If the answer to that last question is yes, you could have a problem.

Get it in writing
Scharin says it's a good idea to get written information on any tax shelter proposal.

Reputable firms obtain opinion letters, documents written by a CPA or tax attorney, that discuss what the tax considerations and issues of the plan are or should be. "With the latest IRS scrutiny," says Scharin, "practitioners should be more concerned about what they're putting in these letters."

Some KPMG offices apparently provided letters that overstated the shelters' benefits, says Scharin. That's why you also want to try to determine what kind of affiliation the opinion's author has with the company offering the investment.
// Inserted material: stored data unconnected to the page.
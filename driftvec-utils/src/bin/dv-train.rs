use std::fs::File;
use std::io::{self, BufReader, BufWriter, Read};

use anyhow::{anyhow, Context, Result};
use clap::{App, AppSettings, Arg, ArgMatches};
use driftvec::{
    ContextVariant, LanguageModelVariant, SamplerVariant, Sentences, SgnsConfig, SgnsModel,
    WriteModelBinary, EOS,
};
use indicatif::{ProgressBar, ProgressStyle};
use log::info;
use rand::SeedableRng;
use rand_xorshift::XorShiftRng;

static CORPUS: &str = "CORPUS";
static OUTPUT: &str = "OUTPUT";
static CONTEXT: &str = "context";
static CONTEXT_STRATEGY: &str = "context-strategy";
static DIMS: &str = "dims";
static EPOCHS: &str = "epochs";
static LANGUAGE_MODEL: &str = "language-model";
static METADATA: &str = "metadata";
static NEGATIVES: &str = "negatives";
static NO_SUBSAMPLE: &str = "no-subsample";
static SAMPLER: &str = "sampler";
static SEED: &str = "seed";
static THRESHOLD: &str = "threshold";
static VOCAB_SIZE: &str = "vocab-size";

fn main() -> Result<()> {
    env_logger::init();

    let matches = build_app().get_matches();
    let config = config_from_matches(&matches)?;
    let corpus = matches.value_of(CORPUS).unwrap();
    let output = matches.value_of(OUTPUT).unwrap();
    let epochs: usize = parse_arg(&matches, EPOCHS)?.unwrap_or(1);
    let subsample = !matches.is_present(NO_SUBSAMPLE);

    let rng = match parse_arg::<u64>(&matches, SEED)? {
        Some(seed) => XorShiftRng::seed_from_u64(seed),
        None => XorShiftRng::from_entropy(),
    };

    let mut model = SgnsModel::from_config(&config, rng)?;

    for epoch in 0..epochs {
        train_epoch(&mut model, corpus, subsample)?;
        info!(
            "epoch {} complete: {} tokens, {} types",
            epoch + 1,
            model.language_model().total(),
            model.language_model().size()
        );
    }

    let mut writer = BufWriter::new(
        File::create(output).context("cannot open output file for writing")?,
    );
    model
        .write_model_binary(&mut writer)
        .context("cannot write model")?;

    if let Some(metadata) = matches.value_of(METADATA) {
        std::fs::write(metadata, toml::to_string_pretty(&config)?)
            .context("cannot write metadata")?;
    }

    Ok(())
}

fn train_epoch(model: &mut SgnsModel<XorShiftRng>, corpus: &str, subsample: bool) -> Result<()> {
    let file = File::open(corpus).context("cannot open corpus for reading")?;
    let corpus_bytes = file.metadata().context("cannot stat corpus")?.len();
    let progress = ProgressBar::new(corpus_bytes);
    progress.set_style(
        ProgressStyle::default_bar().template("{bar:30} {bytes}/{total_bytes} ETA: {eta_precise}"),
    );

    let reader = BufReader::new(ProgressReader {
        inner: file,
        bar: progress.clone(),
    });
    for sentence in Sentences::new(reader) {
        let mut sentence = sentence.context("cannot read sentence")?;
        sentence.push(EOS.to_owned());
        if subsample {
            model.subsampling_sentence_train(&sentence)?;
        } else {
            model.sentence_train(&sentence)?;
        }
    }
    progress.finish();

    Ok(())
}

/// Advances a byte-level progress bar as the corpus is consumed.
struct ProgressReader<R> {
    inner: R,
    bar: ProgressBar,
}

impl<R> Read for ProgressReader<R>
where
    R: Read,
{
    fn read(&mut self, buf: &mut [u8]) -> io::Result<usize> {
        let n_read = self.inner.read(buf)?;
        self.bar.inc(n_read as u64);
        Ok(n_read)
    }
}

fn build_app() -> App<'static, 'static> {
    App::new("dv-train")
        .about("Train a streaming skip-gram embedding model")
        .settings(&[AppSettings::DontCollapseArgsInUsage])
        .arg(
            Arg::with_name(CORPUS)
                .help("Tokenized corpus (one sentence per line)")
                .index(1)
                .required(true),
        )
        .arg(
            Arg::with_name(OUTPUT)
                .help("Output model file")
                .index(2)
                .required(true),
        )
        .arg(
            Arg::with_name(CONTEXT)
                .long("context")
                .value_name("SIZE")
                .help("Symmetric context window size"),
        )
        .arg(
            Arg::with_name(CONTEXT_STRATEGY)
                .long("context-strategy")
                .value_name("STRATEGY")
                .possible_values(&["static", "dynamic"])
                .help("Context window strategy"),
        )
        .arg(
            Arg::with_name(DIMS)
                .long("dims")
                .value_name("DIMS")
                .help("Embedding dimensionality"),
        )
        .arg(
            Arg::with_name(EPOCHS)
                .long("epochs")
                .value_name("N")
                .help("Number of passes over the corpus"),
        )
        .arg(
            Arg::with_name(LANGUAGE_MODEL)
                .long("language-model")
                .value_name("MODEL")
                .possible_values(&["naive", "spacesaving"])
                .help("Vocabulary counting strategy"),
        )
        .arg(
            Arg::with_name(METADATA)
                .long("metadata")
                .value_name("FILE")
                .help("Write the training configuration as TOML"),
        )
        .arg(
            Arg::with_name(NEGATIVES)
                .long("negatives")
                .value_name("N")
                .help("Negative samples per context word"),
        )
        .arg(
            Arg::with_name(NO_SUBSAMPLE)
                .long("no-subsample")
                .help("Train on all tokens instead of subsampling frequent ones"),
        )
        .arg(
            Arg::with_name(SAMPLER)
                .long("sampler")
                .value_name("SAMPLER")
                .possible_values(&["uniform", "empirical", "reservoir"])
                .help("Negative sampling strategy"),
        )
        .arg(
            Arg::with_name(SEED)
                .long("seed")
                .value_name("SEED")
                .help("RNG seed for a reproducible run"),
        )
        .arg(
            Arg::with_name(THRESHOLD)
                .long("threshold")
                .value_name("T")
                .help("Frequent-word subsampling threshold"),
        )
        .arg(
            Arg::with_name(VOCAB_SIZE)
                .long("vocab-size")
                .value_name("SIZE")
                .help("Maximum vocabulary size"),
        )
}

fn config_from_matches(matches: &ArgMatches) -> Result<SgnsConfig> {
    let mut config = SgnsConfig::default();

    if let Some(dims) = parse_arg(matches, DIMS)? {
        config.factorization.embedding_dim = dims;
    }
    if let Some(vocab_size) = parse_arg(matches, VOCAB_SIZE)? {
        config.factorization.vocab_dim = vocab_size;
    }
    if let Some(context) = parse_arg(matches, CONTEXT)? {
        config.context.symm_context = context;
    }
    if let Some(negatives) = parse_arg(matches, NEGATIVES)? {
        config.learner.neg_samples = negatives;
    }
    if let Some(threshold) = parse_arg(matches, THRESHOLD)? {
        config.vocab.subsample_threshold = threshold;
    }
    if let Some(strategy) = matches.value_of(CONTEXT_STRATEGY) {
        config.context.variant = match strategy {
            "static" => ContextVariant::Static,
            "dynamic" => ContextVariant::Dynamic,
            _ => unreachable!(),
        };
    }
    if let Some(language_model) = matches.value_of(LANGUAGE_MODEL) {
        config.vocab.variant = match language_model {
            "naive" => LanguageModelVariant::Naive,
            "spacesaving" => LanguageModelVariant::SpaceSaving,
            _ => unreachable!(),
        };
    }
    if let Some(sampler) = matches.value_of(SAMPLER) {
        config.sampler.variant = match sampler {
            "uniform" => SamplerVariant::Uniform,
            "empirical" => SamplerVariant::Empirical,
            "reservoir" => SamplerVariant::Reservoir,
            _ => unreachable!(),
        };
    }

    config.validate()?;
    Ok(config)
}

fn parse_arg<T>(matches: &ArgMatches, name: &str) -> Result<Option<T>>
where
    T: std::str::FromStr,
    T::Err: std::fmt::Display,
{
    matches
        .value_of(name)
        .map(|v| {
            v.parse()
                .map_err(|e| anyhow!("cannot parse --{} {}: {}", name, v, e))
        })
        .transpose()
}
"The person writing the letter will get a fee for research and writing the letter, but you would not want someone who also is selling the product and getting a commission," says Scharin. And since the IRS is cracking down on the quality of written advice, he says you also want to make sure that the opinion writer considered and researched the shelter's relevant issues.

Luscombe says questionable support of shelters was more of a problem in the late 1990s, the tax shelter's heyday. "It wasn't just the marketers behind these things," he says. "Corporations were attracted to these things, too, and a lot of pressure was applied to those who were asked to evaluate and verify their credibility.

"People would go to a third party and say 'KPMG has this deal. What do you think?' If you told them it was a little questionable and you wouldn't do it, you were likely to be ignored if the person or company really wanted to go ahead. There were lots of lawyers willing to issue a favorable opinion. There was pressure on third parties to go along to avoid losing clients and favor.

"That's changed 180 degrees now. You can pretty much rely on an independent third party to give you an honest and unbiased evaluation."

Get your own evaluation
The key here, everyone agrees, is that the evaluation be objective. To guarantee that, take the proposed shelter information to your own tax adviser.

"If the [shelter promoter] will not let you take anything off premises, that a signal," says Scharin.

Some shelter sellers ask that you sign a confidentiality agreement or promise you won't tell anyone about this tax-saving deal. Their argument: The shelter is such a great arrangement, they don't want someone else to steal the idea. Don't buy that pitch or the shelter.

 
 
Next: "Always get a second opinion."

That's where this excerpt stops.